According to a Bloomberg report released on January 4, former Citigroup executives would sell Bitcoin-backed securities.
They claim that these securities do not require permission from US regulators. The issuer will launch a “Receipts Depositary Corporation, or RDC,” due to the blatant action.
Bitcoin Depositary Receipts, which work similarly to American Depositary Receipts representing international stocks, will constitute the securities. The company claims that Depository Trust Co. will clear the BTC DR offering and give institutions access to shares via the US-regulated market infrastructure.
The primary distinction from a Bitcoin ETF is that according to RDC, depositary receipts—the first of their kind—allow eligible institutions to acquire Bitcoin directly.
The issuers claim that some regulated institutions do not like to purchase Bitcoin because of the difficulties the cryptocurrency markets confront, such as security threats and regulatory uncertainties. A product that will “complement” the Bitcoin ETF is what the RDC plan offers.
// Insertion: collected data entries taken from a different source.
//! Transforms installed on dataset leaves.
//!
//! Leaves of a composite dataset expose two fixed slots, one for frames and
//! one for annotation masks. A [`LeafTransform`] carries the function and,
//! through its variant, the slot it belongs to.

use std::fmt;
use std::sync::Arc;

use ndarray::{Array2, Array3, ArrayView3, Axis};

use crate::error::{CoreError, Result};

/// Transform applied to a single `(H, W, C)` frame.
///
/// Transforms return `Result` instead of panicking.
pub type FrameTransform = Arc<dyn Fn(Array3<f32>) -> Result<Array3<f32>> + Send + Sync>;

/// Transform turning a raw `(H, W, K)` annotation mask into a `(H, W)` label map.
pub type AnnotationTransform = Arc<dyn Fn(ArrayView3<'_, i64>) -> Result<Array2<i64>> + Send + Sync>;

/// The fixed transform slots of a dataset leaf.
#[derive(Debug, Clone, Copy, PartialEq, Eq, Hash)]
pub enum TransformSlot {
    /// Applied to every frame read from the leaf.
    Frame,
    /// Applied to every annotation mask read from the leaf.
    Annotation,
}

impl TransformSlot {
    /// Field name of the slot.
    #[must_use]
    pub const fn name(&self) -> &'static str {
        match self {
            TransformSlot::Frame => "frame_transform",
            TransformSlot::Annotation => "annotation_transform",
        }
    }
}

impl fmt::Display for TransformSlot {
    fn fmt(&self, f: &mut fmt::Formatter<'_>) -> fmt::Result {
        f.write_str(self.name())
    }
}

/// A transform together with the slot it is installed into.
#[derive(Clone)]
pub enum LeafTransform {
    /// Goes into the frame slot.
    Frame(FrameTransform),
    /// Goes into the annotation slot.
    Annotation(AnnotationTransform),
}

impl LeafTransform {
    /// Slot this transform targets.
    #[must_use]
    pub fn slot(&self) -> TransformSlot {
        match self {
            LeafTransform::Frame(_) => TransformSlot::Frame,
            LeafTransform::Annotation(_) => TransformSlot::Annotation,
        }
    }
}

impl fmt::Debug for LeafTransform {
    fn fmt(&self, f: &mut fmt::Formatter<'_>) -> fmt::Result {
        f.debug_tuple("LeafTransform").field(&self.slot()).finish()
    }
}

/// Affine frame normalization `(x - mean) / std`.
///
/// With `mean = 0.5, std = 0.5` this maps `[0, 1]` reflectances onto `[-1, 1]`,
/// the range generative models are trained on.
///
/// # Example
///
/// ```rust
/// use ndarray::Array3;
/// use sitsgen_core::normalize_frames;
///
/// let t = normalize_frames(0.5, 0.5);
/// let out = t(Array3::from_elem((1, 1, 1), 1.0)).unwrap();
/// assert_eq!(out[[0, 0, 0]], 1.0);
/// ```
#[must_use]
pub fn normalize_frames(mean: f32, std: f32) -> FrameTransform {
    Arc::new(move |frame: Array3<f32>| {
        if std == 0.0 {
            return Err(CoreError::Other("normalization std must be non-zero".to_string()));
        }
        Ok(frame.mapv_into(|x| (x - mean) / std))
    })
}

/// Keeps a single channel of a `(H, W, K)` annotation mask.
#[must_use]
pub fn select_annotation_channel(channel: usize) -> AnnotationTransform {
    Arc::new(move |mask: ArrayView3<'_, i64>| {
        let n_channels = mask.len_of(Axis(2));
        if channel >= n_channels {
            return Err(CoreError::InvalidShape {
                expected: format!("annotation mask with more than {} channels", channel),
                got: format!("{:?}", mask.shape()),
            });
        }
        Ok(mask.index_axis(Axis(2), channel).to_owned())
    })
}

#[cfg(test)]
mod tests {
    use super::*;

    #[test]
    fn test_normalize_frames() {
        let t = normalize_frames(0.5, 0.5);
        let frame = Array3::from_shape_vec((1, 1, 3), vec![0.0, 0.5, 1.0]).unwrap();
        let out = t(frame).unwrap();
        assert_eq!(out.into_raw_vec(), vec![-1.0, 0.0, 1.0]);
    }

    #[test]
    fn test_normalize_zero_std_fails() {
        let t = normalize_frames(0.0, 0.0);
        assert!(t(Array3::zeros((1, 1, 1))).is_err());
    }

    #[test]
    fn test_select_annotation_channel() {
        let mask = Array3::from_shape_fn((2, 2, 2), |(i, j, k)| (i * 10 + j) as i64 * (k as i64 + 1));
        let t = select_annotation_channel(1);
        let out = t(mask.view()).unwrap();
        assert_eq!(out[[1, 1]], 22);
        assert_eq!(out.shape(), &[2, 2]);

        let missing = select_annotation_channel(2);
        assert!(missing(mask.view()).is_err());
    }

    #[test]
    fn test_leaf_transform_slot() {
        let frame = LeafTransform::Frame(normalize_frames(0.5, 0.5));
        let annot = LeafTransform::Annotation(select_annotation_channel(0));
        assert_eq!(frame.slot(), TransformSlot::Frame);
        assert_eq!(annot.slot().name(), "annotation_transform");
    }
}
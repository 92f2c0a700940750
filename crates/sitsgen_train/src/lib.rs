//! # sitsgen_train
//!
//! Reference pixel classifier for synthetic satellite image time series.
//!
//! This crate provides:
//! - [`materialize`] to turn batches of frames into flat pixel arrays
//! - [`LogisticRegression`], a warm-startable multinomial classifier
//! - [`fit_by_chunks`] to fit it over memory-bounded row chunks
//! - [`evaluate`], [`accuracy`] and [`confusion`] on held-out pixels
//! - [`PipelineConfig`], [`Experiment`] and [`run_reference_classifier`]
//!   for the end-to-end run and its artifacts
//!
//! ## Example
//!
//! ```rust,ignore
//! use sitsgen_train::{run_reference_classifier, Experiment, PipelineConfig};
//!
//! let config = PipelineConfig::load("configs/reference.json")?;
//! let mut experiment = Experiment::build(&config)?;
//! let report = run_reference_classifier(&mut experiment, &config, 4, "out")?;
//! println!("accuracy: {:.3}", report.accuracy);
//! ```

#![deny(unsafe_code)]
#![warn(missing_docs)]
#![warn(clippy::all)]

pub mod chunked;
pub mod classifier;
pub mod config;
pub mod error;
pub mod evaluation;
pub mod experiment;
pub mod export;
pub mod pixels;

pub use chunked::{chunk_bounds, fit_by_chunks, ChunkedFit};
pub use classifier::{FitOutcome, LogisticRegression, LogisticRegressionConfig};
pub use config::{DatasetConfig, ExperimentConfig, PipelineConfig, ReferenceClassifierConfig};
pub use error::{Result, TrainError};
pub use evaluation::{accuracy, confusion, evaluate, EvaluationResult};
pub use experiment::{run_reference_classifier, Experiment, ReferenceReport, Subset};
pub use pixels::{materialize, materialize_loader, PixelArrays};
Ankit Mehta, a former Citigroup executive and co-founder of RDC, claims:
“We are a conversion tool for asset owners today, whether they are hedge funds, family offices, corporations, large institutional investors, that want to take their Bitcoin and convert it into a DTC-eligible security.”
With all of the excitement surrounding Bitcoin investing, the new product might gain popularity with investors. According to the issuers, the biggest distinction with BTC DR is that it doesn’t need US Securities and Exchange Commission (SEC) approval.
The most recent release by the group may present an opportunity for some institutional investors to onboard capital into cryptocurrency markets, given the difficulties and various factors that the SEC is currently debating concerning the spot Bitcoin ETF, regulatory uncertainty, and risk aversion to traditional financial markets.